**SOURCE MATERIAL:**
*** Begin section ***

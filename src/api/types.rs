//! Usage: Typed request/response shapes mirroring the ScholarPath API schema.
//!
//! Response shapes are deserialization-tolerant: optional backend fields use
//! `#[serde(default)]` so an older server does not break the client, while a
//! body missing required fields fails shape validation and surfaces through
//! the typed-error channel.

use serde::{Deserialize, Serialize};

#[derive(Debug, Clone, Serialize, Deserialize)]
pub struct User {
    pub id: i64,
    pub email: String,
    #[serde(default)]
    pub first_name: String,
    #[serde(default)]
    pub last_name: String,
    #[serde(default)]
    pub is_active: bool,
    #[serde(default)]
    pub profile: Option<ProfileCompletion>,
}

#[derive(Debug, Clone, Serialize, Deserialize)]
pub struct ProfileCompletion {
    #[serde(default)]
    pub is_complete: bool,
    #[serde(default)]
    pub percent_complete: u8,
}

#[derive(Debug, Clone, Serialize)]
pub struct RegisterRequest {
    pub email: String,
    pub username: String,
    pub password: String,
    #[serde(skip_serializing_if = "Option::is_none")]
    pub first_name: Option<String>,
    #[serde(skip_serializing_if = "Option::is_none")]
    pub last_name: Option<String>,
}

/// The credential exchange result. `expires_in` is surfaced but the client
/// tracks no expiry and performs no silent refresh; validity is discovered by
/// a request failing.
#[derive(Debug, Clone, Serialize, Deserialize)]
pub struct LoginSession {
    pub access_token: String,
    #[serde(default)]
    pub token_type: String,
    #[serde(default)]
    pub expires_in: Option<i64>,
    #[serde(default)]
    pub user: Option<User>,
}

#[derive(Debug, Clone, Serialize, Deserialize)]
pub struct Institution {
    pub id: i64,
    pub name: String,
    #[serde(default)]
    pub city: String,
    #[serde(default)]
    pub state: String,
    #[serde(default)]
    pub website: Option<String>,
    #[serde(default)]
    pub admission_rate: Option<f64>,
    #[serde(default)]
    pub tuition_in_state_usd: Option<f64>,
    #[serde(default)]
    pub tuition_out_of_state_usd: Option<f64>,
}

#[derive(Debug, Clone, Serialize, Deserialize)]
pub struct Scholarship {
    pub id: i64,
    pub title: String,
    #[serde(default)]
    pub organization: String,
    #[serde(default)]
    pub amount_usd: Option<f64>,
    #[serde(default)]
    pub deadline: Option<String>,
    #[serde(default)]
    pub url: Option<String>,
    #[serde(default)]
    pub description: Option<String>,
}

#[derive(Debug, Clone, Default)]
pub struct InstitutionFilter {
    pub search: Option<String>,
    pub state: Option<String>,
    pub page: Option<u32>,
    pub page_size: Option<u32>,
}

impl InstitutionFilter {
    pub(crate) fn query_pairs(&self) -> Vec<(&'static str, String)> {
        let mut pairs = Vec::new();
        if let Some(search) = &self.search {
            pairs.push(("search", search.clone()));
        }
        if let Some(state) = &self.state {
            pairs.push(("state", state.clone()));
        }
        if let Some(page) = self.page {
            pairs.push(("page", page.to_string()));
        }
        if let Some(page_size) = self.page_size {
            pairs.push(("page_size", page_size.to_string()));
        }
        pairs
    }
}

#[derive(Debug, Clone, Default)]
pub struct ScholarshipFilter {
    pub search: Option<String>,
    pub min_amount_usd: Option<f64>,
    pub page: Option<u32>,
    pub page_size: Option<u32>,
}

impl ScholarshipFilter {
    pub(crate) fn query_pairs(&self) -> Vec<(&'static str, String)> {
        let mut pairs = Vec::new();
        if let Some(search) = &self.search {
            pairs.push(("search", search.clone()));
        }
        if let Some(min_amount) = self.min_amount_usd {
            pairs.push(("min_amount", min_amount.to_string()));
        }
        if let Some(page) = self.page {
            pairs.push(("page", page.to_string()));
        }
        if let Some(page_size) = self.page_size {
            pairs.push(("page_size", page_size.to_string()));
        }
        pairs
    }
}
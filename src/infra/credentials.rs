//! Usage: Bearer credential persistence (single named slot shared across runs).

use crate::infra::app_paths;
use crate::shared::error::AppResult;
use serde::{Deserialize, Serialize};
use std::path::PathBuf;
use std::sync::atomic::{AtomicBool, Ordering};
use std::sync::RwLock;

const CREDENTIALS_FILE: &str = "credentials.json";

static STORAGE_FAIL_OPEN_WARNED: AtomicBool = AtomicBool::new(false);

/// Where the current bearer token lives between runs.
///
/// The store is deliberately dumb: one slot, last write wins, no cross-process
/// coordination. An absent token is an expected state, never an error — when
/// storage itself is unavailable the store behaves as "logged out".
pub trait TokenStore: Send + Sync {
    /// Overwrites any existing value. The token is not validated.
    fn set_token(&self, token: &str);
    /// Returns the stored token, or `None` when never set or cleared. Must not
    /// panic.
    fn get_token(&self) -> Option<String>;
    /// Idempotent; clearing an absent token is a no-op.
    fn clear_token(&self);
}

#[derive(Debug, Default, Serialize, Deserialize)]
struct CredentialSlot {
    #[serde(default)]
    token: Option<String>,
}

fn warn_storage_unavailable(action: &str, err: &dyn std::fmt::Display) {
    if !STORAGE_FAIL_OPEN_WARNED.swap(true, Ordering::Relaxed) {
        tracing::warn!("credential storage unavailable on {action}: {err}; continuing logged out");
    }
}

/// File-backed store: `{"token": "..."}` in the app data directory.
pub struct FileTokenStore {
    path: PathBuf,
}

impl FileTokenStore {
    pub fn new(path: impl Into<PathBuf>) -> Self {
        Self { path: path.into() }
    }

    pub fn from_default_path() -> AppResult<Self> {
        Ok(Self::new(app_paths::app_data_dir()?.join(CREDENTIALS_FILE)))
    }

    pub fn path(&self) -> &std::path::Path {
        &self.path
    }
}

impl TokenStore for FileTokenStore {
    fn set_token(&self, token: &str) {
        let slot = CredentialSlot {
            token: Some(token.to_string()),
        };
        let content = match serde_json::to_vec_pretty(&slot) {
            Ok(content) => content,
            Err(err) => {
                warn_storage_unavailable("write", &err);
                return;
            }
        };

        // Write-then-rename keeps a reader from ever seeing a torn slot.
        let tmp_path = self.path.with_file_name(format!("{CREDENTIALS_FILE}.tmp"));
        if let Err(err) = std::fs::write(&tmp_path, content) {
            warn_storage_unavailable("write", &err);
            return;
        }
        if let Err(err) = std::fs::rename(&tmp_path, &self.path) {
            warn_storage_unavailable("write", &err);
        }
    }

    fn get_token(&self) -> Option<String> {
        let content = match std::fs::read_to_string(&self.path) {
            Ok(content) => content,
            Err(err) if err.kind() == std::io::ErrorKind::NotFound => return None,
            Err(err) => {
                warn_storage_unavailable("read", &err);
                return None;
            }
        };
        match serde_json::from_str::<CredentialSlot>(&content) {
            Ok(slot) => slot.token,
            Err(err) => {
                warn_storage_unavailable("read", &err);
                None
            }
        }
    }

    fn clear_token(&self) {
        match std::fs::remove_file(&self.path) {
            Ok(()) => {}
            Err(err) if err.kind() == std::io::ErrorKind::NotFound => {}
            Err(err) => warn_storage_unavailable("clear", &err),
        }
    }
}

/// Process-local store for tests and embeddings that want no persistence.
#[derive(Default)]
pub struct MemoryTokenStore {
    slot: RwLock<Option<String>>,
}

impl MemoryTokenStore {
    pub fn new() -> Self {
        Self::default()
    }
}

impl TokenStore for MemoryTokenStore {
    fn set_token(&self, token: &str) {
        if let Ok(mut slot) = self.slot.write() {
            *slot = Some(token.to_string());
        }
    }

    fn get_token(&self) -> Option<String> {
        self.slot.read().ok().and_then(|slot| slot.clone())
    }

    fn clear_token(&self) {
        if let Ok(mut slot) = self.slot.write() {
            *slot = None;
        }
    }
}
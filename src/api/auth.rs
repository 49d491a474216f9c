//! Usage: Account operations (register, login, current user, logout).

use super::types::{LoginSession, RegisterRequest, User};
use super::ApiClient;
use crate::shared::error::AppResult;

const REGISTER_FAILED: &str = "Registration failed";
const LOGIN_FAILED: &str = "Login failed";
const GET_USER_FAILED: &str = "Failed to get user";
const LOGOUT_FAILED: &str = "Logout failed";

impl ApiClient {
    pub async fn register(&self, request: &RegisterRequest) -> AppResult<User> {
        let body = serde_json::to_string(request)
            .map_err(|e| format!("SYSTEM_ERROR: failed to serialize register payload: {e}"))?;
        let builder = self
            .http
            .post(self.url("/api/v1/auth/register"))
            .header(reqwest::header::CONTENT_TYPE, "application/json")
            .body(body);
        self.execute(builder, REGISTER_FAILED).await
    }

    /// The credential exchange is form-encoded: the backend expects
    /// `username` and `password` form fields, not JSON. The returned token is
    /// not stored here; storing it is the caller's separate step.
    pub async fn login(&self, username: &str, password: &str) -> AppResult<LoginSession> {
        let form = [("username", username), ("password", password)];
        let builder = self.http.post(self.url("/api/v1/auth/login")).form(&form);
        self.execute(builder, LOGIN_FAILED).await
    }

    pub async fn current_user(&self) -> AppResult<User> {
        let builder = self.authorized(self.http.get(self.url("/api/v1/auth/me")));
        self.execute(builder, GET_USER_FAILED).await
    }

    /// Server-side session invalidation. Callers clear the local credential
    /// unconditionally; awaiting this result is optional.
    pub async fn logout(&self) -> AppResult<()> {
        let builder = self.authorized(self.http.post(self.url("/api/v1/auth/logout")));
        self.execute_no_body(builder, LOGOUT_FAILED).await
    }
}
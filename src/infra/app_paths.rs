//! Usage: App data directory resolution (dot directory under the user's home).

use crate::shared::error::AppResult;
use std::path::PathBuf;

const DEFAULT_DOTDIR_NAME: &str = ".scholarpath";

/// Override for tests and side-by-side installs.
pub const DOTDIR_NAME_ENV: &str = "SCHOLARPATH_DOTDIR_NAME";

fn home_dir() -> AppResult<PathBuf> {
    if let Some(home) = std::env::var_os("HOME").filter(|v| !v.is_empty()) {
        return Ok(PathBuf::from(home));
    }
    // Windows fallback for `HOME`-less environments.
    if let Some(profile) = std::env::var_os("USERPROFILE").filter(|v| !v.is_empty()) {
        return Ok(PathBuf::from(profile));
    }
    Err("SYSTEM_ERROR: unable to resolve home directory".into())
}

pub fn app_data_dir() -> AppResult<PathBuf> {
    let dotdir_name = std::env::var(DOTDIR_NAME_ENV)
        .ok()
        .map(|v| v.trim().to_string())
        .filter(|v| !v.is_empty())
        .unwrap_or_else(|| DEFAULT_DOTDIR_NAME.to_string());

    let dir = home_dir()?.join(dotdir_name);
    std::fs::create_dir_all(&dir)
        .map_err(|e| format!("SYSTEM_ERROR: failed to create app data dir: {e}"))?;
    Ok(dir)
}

*** End section ***
*** Begin section ***

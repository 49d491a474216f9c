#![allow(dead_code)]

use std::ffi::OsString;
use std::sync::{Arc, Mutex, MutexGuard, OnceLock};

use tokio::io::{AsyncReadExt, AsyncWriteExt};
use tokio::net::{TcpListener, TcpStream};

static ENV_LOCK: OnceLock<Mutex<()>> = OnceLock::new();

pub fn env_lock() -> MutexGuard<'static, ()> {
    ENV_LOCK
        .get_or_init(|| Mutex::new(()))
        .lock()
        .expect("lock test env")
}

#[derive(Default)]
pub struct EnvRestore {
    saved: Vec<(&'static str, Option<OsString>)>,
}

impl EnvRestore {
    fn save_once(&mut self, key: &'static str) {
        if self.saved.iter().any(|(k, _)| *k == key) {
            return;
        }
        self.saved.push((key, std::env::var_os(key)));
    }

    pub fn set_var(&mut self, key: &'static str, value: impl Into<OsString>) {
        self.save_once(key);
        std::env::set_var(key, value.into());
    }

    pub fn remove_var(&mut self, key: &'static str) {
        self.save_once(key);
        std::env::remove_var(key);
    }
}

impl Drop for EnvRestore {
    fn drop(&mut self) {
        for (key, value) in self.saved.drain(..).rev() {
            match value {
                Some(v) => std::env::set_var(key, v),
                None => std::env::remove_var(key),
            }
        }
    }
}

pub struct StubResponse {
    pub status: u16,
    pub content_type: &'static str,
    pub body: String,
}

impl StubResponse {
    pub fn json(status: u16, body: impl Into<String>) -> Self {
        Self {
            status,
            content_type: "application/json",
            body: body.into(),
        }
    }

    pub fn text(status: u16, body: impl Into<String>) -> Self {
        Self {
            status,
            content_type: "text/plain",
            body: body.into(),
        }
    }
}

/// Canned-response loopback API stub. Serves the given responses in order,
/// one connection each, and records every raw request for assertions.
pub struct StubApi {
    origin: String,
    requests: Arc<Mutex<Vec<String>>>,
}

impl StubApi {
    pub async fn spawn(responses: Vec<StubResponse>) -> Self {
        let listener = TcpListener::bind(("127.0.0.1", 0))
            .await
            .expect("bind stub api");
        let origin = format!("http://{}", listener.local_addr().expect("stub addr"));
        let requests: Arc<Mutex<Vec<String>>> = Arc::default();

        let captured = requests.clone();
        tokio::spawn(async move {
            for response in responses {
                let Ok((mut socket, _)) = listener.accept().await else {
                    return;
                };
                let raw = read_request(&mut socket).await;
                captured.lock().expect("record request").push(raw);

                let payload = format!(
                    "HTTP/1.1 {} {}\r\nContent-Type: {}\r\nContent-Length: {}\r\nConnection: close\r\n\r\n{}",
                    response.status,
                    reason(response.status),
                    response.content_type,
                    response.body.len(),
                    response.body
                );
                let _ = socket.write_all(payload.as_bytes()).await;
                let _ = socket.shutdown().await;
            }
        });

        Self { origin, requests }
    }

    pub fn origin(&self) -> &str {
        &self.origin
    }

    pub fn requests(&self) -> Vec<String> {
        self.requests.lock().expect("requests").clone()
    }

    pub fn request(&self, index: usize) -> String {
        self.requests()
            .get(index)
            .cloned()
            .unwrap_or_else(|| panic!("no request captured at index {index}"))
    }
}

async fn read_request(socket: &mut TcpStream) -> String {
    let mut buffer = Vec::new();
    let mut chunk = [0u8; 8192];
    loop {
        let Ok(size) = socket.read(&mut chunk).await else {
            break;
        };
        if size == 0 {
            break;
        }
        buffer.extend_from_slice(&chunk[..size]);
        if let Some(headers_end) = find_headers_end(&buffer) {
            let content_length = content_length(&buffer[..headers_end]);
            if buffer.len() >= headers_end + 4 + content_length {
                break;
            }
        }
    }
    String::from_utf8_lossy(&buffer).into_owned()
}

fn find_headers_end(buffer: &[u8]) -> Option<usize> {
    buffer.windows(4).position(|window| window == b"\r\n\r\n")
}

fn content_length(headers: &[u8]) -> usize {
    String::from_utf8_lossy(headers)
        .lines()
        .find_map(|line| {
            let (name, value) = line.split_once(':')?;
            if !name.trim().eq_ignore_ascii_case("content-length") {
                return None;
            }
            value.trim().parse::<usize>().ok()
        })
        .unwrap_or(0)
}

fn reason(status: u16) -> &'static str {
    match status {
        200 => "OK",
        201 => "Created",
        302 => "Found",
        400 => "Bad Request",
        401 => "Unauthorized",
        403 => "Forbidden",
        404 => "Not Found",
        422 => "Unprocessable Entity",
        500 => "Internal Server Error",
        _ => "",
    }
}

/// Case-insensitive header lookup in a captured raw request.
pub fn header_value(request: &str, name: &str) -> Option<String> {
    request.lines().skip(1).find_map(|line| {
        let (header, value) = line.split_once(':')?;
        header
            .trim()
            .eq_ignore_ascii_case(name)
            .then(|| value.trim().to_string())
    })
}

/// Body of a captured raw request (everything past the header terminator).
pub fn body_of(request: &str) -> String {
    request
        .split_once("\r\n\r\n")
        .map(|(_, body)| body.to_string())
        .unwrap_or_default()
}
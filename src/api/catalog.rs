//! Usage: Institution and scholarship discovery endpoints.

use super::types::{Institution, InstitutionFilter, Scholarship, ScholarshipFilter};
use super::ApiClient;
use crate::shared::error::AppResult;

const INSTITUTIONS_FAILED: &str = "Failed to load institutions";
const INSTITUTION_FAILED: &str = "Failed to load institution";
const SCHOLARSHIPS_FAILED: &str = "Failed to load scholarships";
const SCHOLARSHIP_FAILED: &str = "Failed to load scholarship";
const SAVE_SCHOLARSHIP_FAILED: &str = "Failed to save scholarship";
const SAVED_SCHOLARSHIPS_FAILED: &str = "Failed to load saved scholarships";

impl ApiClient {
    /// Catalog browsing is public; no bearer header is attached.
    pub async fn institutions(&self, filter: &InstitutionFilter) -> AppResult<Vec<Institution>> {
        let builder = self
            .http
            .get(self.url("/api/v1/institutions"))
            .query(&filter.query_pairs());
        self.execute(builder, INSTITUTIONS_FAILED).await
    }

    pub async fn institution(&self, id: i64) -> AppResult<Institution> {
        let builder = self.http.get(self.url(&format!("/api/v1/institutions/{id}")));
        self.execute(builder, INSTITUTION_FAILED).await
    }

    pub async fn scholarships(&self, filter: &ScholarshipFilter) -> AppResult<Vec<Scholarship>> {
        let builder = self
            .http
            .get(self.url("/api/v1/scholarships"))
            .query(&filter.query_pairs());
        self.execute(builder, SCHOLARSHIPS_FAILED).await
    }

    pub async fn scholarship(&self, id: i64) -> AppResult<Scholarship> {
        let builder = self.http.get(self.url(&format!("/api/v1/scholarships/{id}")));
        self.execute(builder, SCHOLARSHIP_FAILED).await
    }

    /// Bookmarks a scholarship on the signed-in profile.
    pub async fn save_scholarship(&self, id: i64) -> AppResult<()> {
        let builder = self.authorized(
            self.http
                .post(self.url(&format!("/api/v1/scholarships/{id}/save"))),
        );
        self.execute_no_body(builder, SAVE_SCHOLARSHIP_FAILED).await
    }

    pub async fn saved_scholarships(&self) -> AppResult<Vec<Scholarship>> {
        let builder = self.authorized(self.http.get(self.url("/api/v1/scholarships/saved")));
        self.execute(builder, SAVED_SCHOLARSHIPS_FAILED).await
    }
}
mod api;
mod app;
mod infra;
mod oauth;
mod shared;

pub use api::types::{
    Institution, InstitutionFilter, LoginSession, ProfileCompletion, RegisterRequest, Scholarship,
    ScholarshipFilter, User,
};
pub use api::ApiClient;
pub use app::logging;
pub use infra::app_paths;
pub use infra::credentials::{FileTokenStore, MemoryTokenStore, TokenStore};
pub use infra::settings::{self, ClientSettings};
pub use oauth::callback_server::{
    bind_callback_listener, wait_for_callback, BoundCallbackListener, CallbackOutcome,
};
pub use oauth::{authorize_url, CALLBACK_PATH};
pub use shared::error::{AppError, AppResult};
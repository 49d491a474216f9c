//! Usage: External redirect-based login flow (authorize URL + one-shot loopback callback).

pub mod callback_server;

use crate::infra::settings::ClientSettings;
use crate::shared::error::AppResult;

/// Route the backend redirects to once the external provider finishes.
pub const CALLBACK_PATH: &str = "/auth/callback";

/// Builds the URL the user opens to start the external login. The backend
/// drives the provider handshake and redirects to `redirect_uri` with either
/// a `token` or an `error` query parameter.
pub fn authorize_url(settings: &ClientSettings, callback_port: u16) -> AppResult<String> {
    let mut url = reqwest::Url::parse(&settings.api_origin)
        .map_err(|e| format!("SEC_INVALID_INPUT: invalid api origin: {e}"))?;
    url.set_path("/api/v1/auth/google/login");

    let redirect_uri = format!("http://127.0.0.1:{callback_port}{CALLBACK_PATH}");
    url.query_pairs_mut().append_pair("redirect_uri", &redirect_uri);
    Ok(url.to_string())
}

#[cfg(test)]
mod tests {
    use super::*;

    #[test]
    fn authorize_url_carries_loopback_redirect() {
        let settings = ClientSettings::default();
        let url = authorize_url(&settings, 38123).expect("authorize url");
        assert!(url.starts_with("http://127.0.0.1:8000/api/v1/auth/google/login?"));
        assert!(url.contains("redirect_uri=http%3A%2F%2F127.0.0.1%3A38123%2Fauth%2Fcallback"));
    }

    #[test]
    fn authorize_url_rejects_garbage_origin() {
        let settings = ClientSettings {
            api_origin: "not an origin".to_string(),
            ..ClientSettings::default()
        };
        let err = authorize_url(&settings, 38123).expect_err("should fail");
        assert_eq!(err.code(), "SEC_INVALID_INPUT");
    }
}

*** End section ***

**WHAT THE TASK ASKS:**
The lines you need are those holding the word "LoginSession"; copy each of them from the material above.

**EXPECTED ANSWER:**
pub struct LoginSession {
use super::types::{LoginSession, RegisterRequest, User};
    pub async fn login(&self, username: &str, password: &str) -> AppResult<LoginSession> {
    Institution, InstitutionFilter, LoginSession, ProfileCompletion, RegisterRequest, Scholarship,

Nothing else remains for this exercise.